THEOREM (Spivak) Let $f:[a,b]\to \Bbb R$ be continuous. Then it is uniformly continuous.

We first prove the

LEMMA Let $f$ be a continuous function defined on $[a,c]$. If, given $\epsilon >0$, there exists $\delta_1>0$ such that, for each pair $$x,y\in[a,b]\text{ ; } |x-y|<\delta_1 \implies |f(x)-f(y)|<\epsilon$$ and $\delta_2>0$ such that for each

$$x,y\in[b,c]\text{ ; } |x-y|<\delta_2 \implies |f(x)-f(y)|<\epsilon$$

Then there exists $\delta $ such that for each

$$x,y\in[a,c]\text{ ; } |x-y|<\delta \implies |f(x)-f(y)|<\epsilon$$

P

Since $f$ is continuous at $x=b$, there exists a $\delta_3$ such that for every $x$ with $|b-x|<\delta_3$, we have $|f(b)-f(x)|<\frac{\epsilon}2$.

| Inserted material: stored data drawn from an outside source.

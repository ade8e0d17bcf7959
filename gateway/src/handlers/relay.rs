//! Relay handlers
//!
//! Endpoints for the two proxied path classes. Each handler reduces the
//! request to its domain representation, hands it to the relay service, and
//! rebuilds an HTTP response from whatever came back.

use axum::{
    body::{to_bytes, Body},
    extract::{FromRequest, Multipart, Request, State},
    http::{header::CONTENT_TYPE, HeaderMap, Method, Uri},
    response::Response,
};

use crate::domain::entities::{FormPart, InboundRequest, RelayBody, RelayedResponse};
use crate::domain::ports::BackendTransport;
use crate::error::{AppError, RelayError};
use crate::AppState;

/// ANY /api/**
///
/// Full method/body relay with the `/api` prefix stripped.
pub async fn relay_api<B: BackendTransport>(
    State(state): State<AppState<B>>,
    request: Request,
) -> Result<Response, AppError> {
    let method = request.method().clone();
    let uri = request.uri().clone();
    let headers = request.headers().clone();

    let body = read_body(request, state.max_body_bytes).await?;

    let relayed = state
        .relay
        .relay_api(inbound(method, &uri, headers, body))
        .await?;

    Ok(proxied_response(relayed))
}

/// ANY /uploads/**
///
/// Read-only asset relay; an inbound body, if any, is dropped.
pub async fn relay_upload<B: BackendTransport>(
    State(state): State<AppState<B>>,
    method: Method,
    uri: Uri,
    headers: HeaderMap,
) -> Result<Response, AppError> {
    let relayed = state
        .relay
        .relay_upload(inbound(method, &uri, headers, RelayBody::Empty))
        .await?;

    Ok(proxied_response(relayed))
}

fn inbound(method: Method, uri: &Uri, headers: HeaderMap, body: RelayBody) -> InboundRequest {
    InboundRequest {
        method,
        path: uri.path().to_string(),
        query: uri.query().map(str::to_string),
        headers,
        body,
    }
}

/// Buffer the request body into its relay representation, decoding multipart
/// submissions into file and field parts.
async fn read_body(request: Request, limit: usize) -> Result<RelayBody, RelayError> {
    let is_multipart = request
        .headers()
        .get(CONTENT_TYPE)
        .and_then(|v| v.to_str().ok())
        .is_some_and(|ct| ct.starts_with("multipart/form-data"));

    if is_multipart {
        let mut multipart = Multipart::from_request(request, &())
            .await
            .map_err(|e| RelayError::Multipart(e.to_string()))?;

        let mut parts = Vec::new();
        while let Some(field) = multipart
            .next_field()
            .await
            .map_err(|e| RelayError::Multipart(e.to_string()))?
        {
            let name = field.name().unwrap_or_default().to_string();
            match field.file_name().map(str::to_string) {
                Some(filename) => {
                    let content_type = field.content_type().map(str::to_string);
                    let data = field
                        .bytes()
                        .await
                        .map_err(|e| RelayError::Multipart(e.to_string()))?;
                    parts.push(FormPart::File {
                        name,
                        filename,
                        content_type,
                        data,
                    });
                }
                None => {
                    let value = field
                        .text()
                        .await
                        .map_err(|e| RelayError::Multipart(e.to_string()))?;
                    parts.push(FormPart::Field { name, value });
                }
            }
        }

        return Ok(RelayBody::Multipart(parts));
    }

    let bytes = to_bytes(request.into_body(), limit)
        .await
        .map_err(|e| RelayError::Body(e.to_string()))?;

    if bytes.is_empty() {
        Ok(RelayBody::Empty)
    } else {
        Ok(RelayBody::Raw(bytes))
    }
}

/// Rebuild an axum response from the relayed status, headers and body.
fn proxied_response(relayed: RelayedResponse) -> Response {
    let mut response = Response::new(Body::from(relayed.body));
    *response.status_mut() = relayed.status;
    *response.headers_mut() = relayed.headers;
    response
}
//! Mock implementations of port traits

use std::collections::VecDeque;
use std::sync::Mutex;

use async_trait::async_trait;

use crate::domain::entities::{OutboundRequest, RelayedResponse};
use crate::domain::ports::BackendTransport;
use crate::error::RelayError;
use crate::test_utils::fixtures::empty_ok_response;

enum MockReply {
    Respond(RelayedResponse),
    Fail(String),
}

/// In-memory backend that records every outbound request and replays canned
/// replies in order. An exhausted queue answers 200 with an empty body.
#[derive(Default)]
pub struct MockBackend {
    requests: Mutex<Vec<OutboundRequest>>,
    replies: Mutex<VecDeque<MockReply>>,
}

impl MockBackend {
    pub fn new() -> Self {
        Self::default()
    }

    /// Queue a canned response.
    pub fn with_response(self, response: RelayedResponse) -> Self {
        self.replies
            .lock()
            .unwrap()
            .push_back(MockReply::Respond(response));
        self
    }

    /// Queue a transport failure, as seen when the backend is unreachable.
    pub fn with_error(self, message: &str) -> Self {
        self.replies
            .lock()
            .unwrap()
            .push_back(MockReply::Fail(message.to_string()));
        self
    }

    /// Requests the gateway issued, in order.
    pub fn requests(&self) -> Vec<OutboundRequest> {
        self.requests.lock().unwrap().clone()
    }
}

#[async_trait]
impl BackendTransport for MockBackend {
    async fn send(&self, request: OutboundRequest) -> Result<RelayedResponse, RelayError> {
        self.requests.lock().unwrap().push(request);

        match self.replies.lock().unwrap().pop_front() {
            Some(MockReply::Respond(response)) => Ok(response),
            Some(MockReply::Fail(message)) => Err(RelayError::Connection(message)),
            None => Ok(empty_ok_response()),
        }
    }
}
//! Terminal input module (engine-facing).
//!
//! Independent of any UI framework: maps `crossterm` key events into
//! [`crate::types::GameAction`]. Quitting is not a game action and is reported
//! separately by [`should_quit`].

pub mod map;

pub use blockfall_types as types;

pub use map::{handle_key_event, should_quit};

Thus, whenever $|x-b|<\delta_3$ and $|y-b|<\delta_3$ we will certainly have $$|f(x)-f(y)|<\epsilon$$

We take $\delta=\min\{\delta_1,\delta_2,\delta_3\}$. Then $\delta$ works: indeed, consider any pair $x,y\in[a,c]$. If $x,y\in[a,b]$ or $x,y\in[b,c]$, we're done. If $x<b<y$ or $y<b<x$. In any case, since $|x-y|<\delta$, we must have $|x-b|,|y-b|<\delta$, so that $|f(x)-f(y)|<\epsilon$, as claimed.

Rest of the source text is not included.